Is it different this time?
Contemporary fans of technology stocks say things are different, in that today’s successful tech companies have unprecedented potential for long runways of high growth, superior economics, and significant durability. But likewise investors heard how things were different in connection with Nifty Fifty in the 1960s and in the tech bubble of the last 90s.
On the other hand, some things surely remain unchanged. These include the tendency of bull markets to value all competitors as if they’ll all be successful and to take tech stocks to very high valuations, from which the unsuccessful ones will show great declines.
Fundamental investors need to thoroughly examine all situations – even those with dependency on intangible assets and growth into the distant future – with the goal of achieving insight.
This needn’t be antithetical to a value investor’s mentality.
Howard’s message:
This talk isn’t about advocating growth over value. His message is to explore the mindset that will prove most successful for value investors over the coming decades, regardless of what the market does in those just ahead. It’s important that investors recognise:
- That the potential range of outcomes for many of today’s companies is very wide.

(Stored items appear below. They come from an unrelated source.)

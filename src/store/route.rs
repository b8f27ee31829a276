//! Custom domain / route repository (§4.6.5's desired-state side).
//! Materializing a domain into orchestrator ingress objects and
//! certificate issuance is the routes/domain reconciler's job; this
//! module only owns the row.

use super::models::{new_id, now_rfc3339, CustomDomain};
use crate::error::{Result, SwitchyardError};
use sqlx::{Executor, Sqlite};

pub async fn create<'c, E>(
    exec: E,
    service_id: &str,
    environment_id: &str,
    hostname: &str,
) -> Result<CustomDomain>
where
    E: Executor<'c, Database = Sqlite>,
{
    let domain = CustomDomain {
        id: new_id(),
        service_id: service_id.to_string(),
        environment_id: environment_id.to_string(),
        hostname: hostname.to_string(),
        status: "pending".to_string(),
        certificate_status: "pending".to_string(),
        created_at: now_rfc3339(),
        updated_at: now_rfc3339(),
    };

    sqlx::query(
        "INSERT INTO custom_domains (id, service_id, environment_id, hostname, status,
            certificate_status, created_at, updated_at)
         VALUES (?, ?, ?, ?, 'pending', 'pending', ?, ?)",
    )
    .bind(&domain.id)
    .bind(&domain.service_id)
    .bind(&domain.environment_id)
    .bind(&domain.hostname)
    .bind(&domain.created_at)
    .bind(&domain.updated_at)
    .execute(exec)
    .await
    .map_err(SwitchyardError::from)?;

    Ok(domain)
}

pub async fn get<'c, E>(exec: E, id: &str) -> Result<CustomDomain>
where
    E: Executor<'c, Database = Sqlite>,
{
    sqlx::query_as::<_, CustomDomain>("SELECT * FROM custom_domains WHERE id = ?")
        .bind(id)
        .fetch_optional(exec)
        .await
        .map_err(SwitchyardError::from)?
        .ok_or_else(|| SwitchyardError::not_found(format!("custom domain {id}")))
}

pub async fn list_for_service<'c, E>(exec: E, service_id: &str) -> Result<Vec<CustomDomain>>
where
    E: Executor<'c, Database = Sqlite>,
{
    sqlx::query_as::<_, CustomDomain>(
        "SELECT * FROM custom_domains WHERE service_id = ? ORDER BY created_at ASC",
    )
    .bind(service_id)
    .fetch_all(exec)
    .await
    .map_err(SwitchyardError::from)
}

pub async fn list_pending<'c, E>(exec: E) -> Result<Vec<CustomDomain>>
where
    E: Executor<'c, Database = Sqlite>,
{
    sqlx::query_as::<_, CustomDomain>("SELECT * FROM custom_domains WHERE status = 'pending'")
        .fetch_all(exec)
        .await
        .map_err(SwitchyardError::from)
}

pub async fn set_status<'c, E>(exec: E, id: &str, status: &str, certificate_status: &str) -> Result<()>
where
    E: Executor<'c, Database = Sqlite>,
{
    sqlx::query(
        "UPDATE custom_domains SET status = ?, certificate_status = ?, updated_at = ? WHERE id = ?",
    )
    .bind(status)
    .bind(certificate_status)
    .bind(now_rfc3339())
    .bind(id)
    .execute(exec)
    .await
    .map_err(SwitchyardError::from)?;
    Ok(())
}

pub async fn remove<'c, E>(exec: E, id: &str) -> Result<()>
where
    E: Executor<'c, Database = Sqlite>,
{
    let result = sqlx::query("DELETE FROM custom_domains WHERE id = ?")
        .bind(id)
        .execute(exec)
        .await
        .map_err(SwitchyardError::from)?;
    if result.rows_affected() == 0 {
        return Err(SwitchyardError::not_found(format!("custom domain {id}")));
    }
    Ok(())
}
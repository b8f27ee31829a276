//! Error-kind taxonomy shared by every layer of the control plane.
//!
//! Errors are classified by kind, not by the originating stack type.
//! Repository-layer errors are tagged with their kind at the point of call;
//! higher layers add context with [`anyhow::Context`]-style wrapping but
//! never downgrade the kind.

use std::fmt;

/// A classified error kind, mapped to HTTP status codes at the Intake
/// boundary (see `api::error`).
#[derive(Debug, thiserror::Error)]
pub enum SwitchyardError {
    #[error("not found: {0}")]
    NotFound(String),

    #[error("conflict: {0}")]
    Conflict(String),

    #[error("invalid input: {0}")]
    InvalidInput(String),

    #[error("unauthenticated")]
    Unauthenticated,

    #[error("unauthorized")]
    Unauthorized,

    #[error("upstream collaborator failed: {0}")]
    Upstream(String),

    #[error("transient failure: {0}")]
    Transient(String),

    #[error("fatal error: {0}")]
    Fatal(#[from] anyhow::Error),
}

impl SwitchyardError {
    pub fn kind(&self) -> ErrorKind {
        match self {
            SwitchyardError::NotFound(_) => ErrorKind::NotFound,
            SwitchyardError::Conflict(_) => ErrorKind::Conflict,
            SwitchyardError::InvalidInput(_) => ErrorKind::InvalidInput,
            SwitchyardError::Unauthenticated => ErrorKind::Unauthenticated,
            SwitchyardError::Unauthorized => ErrorKind::Unauthorized,
            SwitchyardError::Upstream(_) => ErrorKind::Upstream,
            SwitchyardError::Transient(_) => ErrorKind::Transient,
            SwitchyardError::Fatal(_) => ErrorKind::Fatal,
        }
    }

    pub fn not_found(resource: impl fmt::Display) -> Self {
        SwitchyardError::NotFound(resource.to_string())
    }

    pub fn conflict(msg: impl fmt::Display) -> Self {
        SwitchyardError::Conflict(msg.to_string())
    }

    pub fn invalid(msg: impl fmt::Display) -> Self {
        SwitchyardError::InvalidInput(msg.to_string())
    }
}

#[derive(Debug, Clone, Copy, PartialEq, Eq)]
pub enum ErrorKind {
    NotFound,
    Conflict,
    InvalidInput,
    Unauthenticated,
    Unauthorized,
    Upstream,
    Transient,
    Fatal,
}

/// Converts sqlx errors into classified kinds the same way the row-level
/// repository code needs: row-missing becomes `NotFound`, constraint
/// violations are pattern-matched on the driver's message text the way
/// SQLite surfaces them (no structured constraint-kind API exists for
/// this driver).
impl From<sqlx::Error> for SwitchyardError {
    fn from(err: sqlx::Error) -> Self {
        match &err {
            sqlx::Error::RowNotFound => SwitchyardError::NotFound("row not found".into()),
            sqlx::Error::Database(db_err) => {
                let msg = db_err.message();
                if msg.contains("UNIQUE constraint failed") {
                    SwitchyardError::Conflict(msg.to_string())
                } else if msg.contains("FOREIGN KEY constraint failed") {
                    SwitchyardError::InvalidInput(msg.to_string())
                } else {
                    SwitchyardError::Fatal(anyhow::anyhow!("database error: {msg}"))
                }
            }
            other => SwitchyardError::Fatal(anyhow::anyhow!("database error: {other}")),
        }
    }
}

pub type Result<T> = std::result::Result<T, SwitchyardError>;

- That there are considerations with enormous implications for the ultimate value of many companies that do not readily show up in available quantitative data.
Determining the appropriateness of a market price requires deep micro-understanding. That makes it impossible to opine on the valuation of a rapidly growing company from 30,000 feet or by applying traditional value parameters to superficial projections.
The key, as always, is to understand how today’s market price relates to the company’s broadly defined intrinsic value, including its prospects.
So, what he is saying is:
- Open-mindedness is something we should strive for.
- There shouldn’t be such a big distinction between value and growth.
- Without attaining real knowledge and fully understanding the positive case, it’s impossible to justify the dismissiveness that many of us exhibit early on in the face of innovation.
- Stocks shouldn’t automatically be excluded just because they’re from technology companies or rapidly growing companies, or because they carry above average valuations.
In conclusion:
- Value investing doesn’t have to be about low valuation metrics. The fact that a security carries a high P/E ratio doesn’t mean that’s its overpriced, and the fact that another has a low P/E ratio doesn’t mean it’s a bargain.
- The fact that a company grows rapidly, relies on intangibles such as technology for its success and/or has a high P/E ratio doesn’t mean it can’t be invested in on the basis of intrinsic value.
- The fact that a company is expected to grow rapidly doesn’t mean its unpredictable, and the fact that another has a history of steady growth doesn’t mean it can’t run into trouble.
- Not all companies that are expected to grow rapidly will do so. But it’s very hard to fully appreciate and fully value the ones that will.
A final word from Warren Buffett – May 2019
“We don’t consider ourselves value investors. We consider ourselves investors….. There is no such thing in our mind as value or growth.”
If you haven’t already read Roger’s whitepaper on value and growth then you can access it here which covers much the same principles as Howard Marks discussed in this presentation.
*Oaktree Capital Management is an American global asset management firm specialising in alternative investment strategies. It is the largest distressed securities investor in the world and is one of the largest credit investors in the world.